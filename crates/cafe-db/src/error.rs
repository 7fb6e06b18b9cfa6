//! # Database Error Types
//!
//! Error types for database operations.
//!
//! ## Error Flow
//! ```text
//! ┌─────────────────────────────────────────────────────────────────────────┐
//! │                    Error Propagation                                    │
//! │                                                                         │
//! │  SQLite Error (sqlx::Error)                                            │
//! │       │                                                                 │
//! │       ▼                                                                 │
//! │  DbError (this module) ← Categorized: conflict / constraint / other    │
//! │       │                                                                 │
//! │       ▼                                                                 │
//! │  LedgerError (cafe-ledger) ← Retries conflicts, surfaces the rest      │
//! │                                                                         │
//! └─────────────────────────────────────────────────────────────────────────┘
//! ```

use thiserror::Error;

/// SQLITE_BUSY, SQLITE_LOCKED and SQLITE_BUSY_SNAPSHOT.
const BUSY_CODES: [&str; 3] = ["5", "6", "517"];

/// Database operation errors.
#[derive(Debug, Error)]
pub enum DbError {
    /// Entity not found in database.
    #[error("{entity} not found: {id}")]
    NotFound { entity: String, id: String },

    /// Unique constraint violation.
    ///
    /// ## When This Occurs
    /// - Duplicate account number within a tenant
    /// - A second live journal entry for the same reference
    /// - A second costing claim for the same order
    #[error("Duplicate {field}: '{value}' already exists")]
    UniqueViolation { field: String, value: String },

    /// Foreign key constraint violation.
    #[error("Foreign key violation: {message}")]
    ForeignKeyViolation { message: String },

    /// CHECK constraint or trigger rejection.
    ///
    /// ## When This Occurs
    /// - A journal line with both or neither side set
    /// - Updating a posted entry or a stock movement
    /// - `amount_paid_cents` above `total_cents`
    #[error("Constraint violation: {message}")]
    CheckViolation { message: String },

    /// The database was busy or locked by a concurrent writer.
    ///
    /// Retryable: the caller may back off and run the transaction again.
    #[error("Write conflict: {0}")]
    Conflict(String),

    /// Database connection failed.
    #[error("Connection failed: {0}")]
    ConnectionFailed(String),

    /// Migration failed.
    #[error("Migration failed: {0}")]
    MigrationFailed(String),

    /// Query execution failed.
    #[error("Query failed: {0}")]
    QueryFailed(String),

    /// Transaction could not be started or committed.
    #[error("Transaction failed: {0}")]
    TransactionFailed(String),

    /// A stored JSON document could not be read or written.
    #[error("Serialization failed: {0}")]
    Serialization(String),

    /// Pool exhausted (all connections in use).
    #[error("Connection pool exhausted")]
    PoolExhausted,

    /// Internal database error.
    #[error("Internal database error: {0}")]
    Internal(String),
}

impl DbError {
    /// Creates a NotFound error for a given entity type and ID.
    pub fn not_found(entity: impl Into<String>, id: impl Into<String>) -> Self {
        DbError::NotFound {
            entity: entity.into(),
            id: id.into(),
        }
    }

    /// Creates a UniqueViolation error.
    pub fn duplicate(field: impl Into<String>, value: impl Into<String>) -> Self {
        DbError::UniqueViolation {
            field: field.into(),
            value: value.into(),
        }
    }

    /// True for busy/locked errors and pool timeouts.
    pub fn is_conflict(&self) -> bool {
        matches!(self, DbError::Conflict(_) | DbError::PoolExhausted)
    }

    /// True when a UNIQUE index rejected the write.
    pub fn is_unique_violation(&self) -> bool {
        matches!(self, DbError::UniqueViolation { .. })
    }
}

/// Convert sqlx errors to DbError.
///
/// ## Error Mapping
/// ```text
/// sqlx::Error::RowNotFound    → DbError::NotFound
/// sqlx::Error::Database       → busy/locked → Conflict
///                               UNIQUE      → UniqueViolation
///                               FOREIGN KEY → ForeignKeyViolation
///                               CHECK/RAISE → CheckViolation
/// sqlx::Error::PoolTimedOut   → DbError::PoolExhausted
/// Other                       → DbError::Internal
/// ```
impl From<sqlx::Error> for DbError {
    fn from(err: sqlx::Error) -> Self {
        match err {
            sqlx::Error::RowNotFound => DbError::NotFound {
                entity: "Record".to_string(),
                id: "unknown".to_string(),
            },

            sqlx::Error::Database(db_err) => {
                let msg = db_err.message();
                let code = db_err.code();

                if code.as_deref().is_some_and(|c| BUSY_CODES.contains(&c))
                    || msg.contains("database is locked")
                    || msg.contains("database table is locked")
                {
                    DbError::Conflict(msg.to_string())
                } else if let Some(field) = msg.split("UNIQUE constraint failed: ").nth(1) {
                    DbError::UniqueViolation {
                        field: field.to_string(),
                        value: "unknown".to_string(),
                    }
                } else if msg.contains("FOREIGN KEY constraint failed") {
                    DbError::ForeignKeyViolation {
                        message: msg.to_string(),
                    }
                } else if msg.contains("CHECK constraint failed")
                    || msg.contains("immutable")
                    || msg.contains("append-only")
                    || msg.contains("cannot be deleted")
                {
                    DbError::CheckViolation {
                        message: msg.to_string(),
                    }
                } else {
                    DbError::QueryFailed(msg.to_string())
                }
            }

            sqlx::Error::PoolTimedOut => DbError::PoolExhausted,

            sqlx::Error::PoolClosed => DbError::ConnectionFailed("Pool is closed".to_string()),

            _ => DbError::Internal(err.to_string()),
        }
    }
}

impl From<sqlx::migrate::MigrateError> for DbError {
    fn from(err: sqlx::migrate::MigrateError) -> Self {
        DbError::MigrationFailed(err.to_string())
    }
}

impl From<serde_json::Error> for DbError {
    fn from(err: serde_json::Error) -> Self {
        DbError::Serialization(err.to_string())
    }
}

/// Result type for database operations.
pub type DbResult<T> = Result<T, DbError>;

#[cfg(test)]
mod tests {
    use super::*;

    #[test]
    fn test_conflict_classification() {
        assert!(DbError::Conflict("database is locked".into()).is_conflict());
        assert!(DbError::PoolExhausted.is_conflict());
        assert!(!DbError::duplicate("accounts.account_number", "1100").is_conflict());
        assert!(DbError::duplicate("accounts.account_number", "1100").is_unique_violation());
    }
}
━━━━━━
Wherever a line in the entries holds "second", copy that line.

    /// - A second live journal entry for the same reference
    /// - A second costing claim for the same order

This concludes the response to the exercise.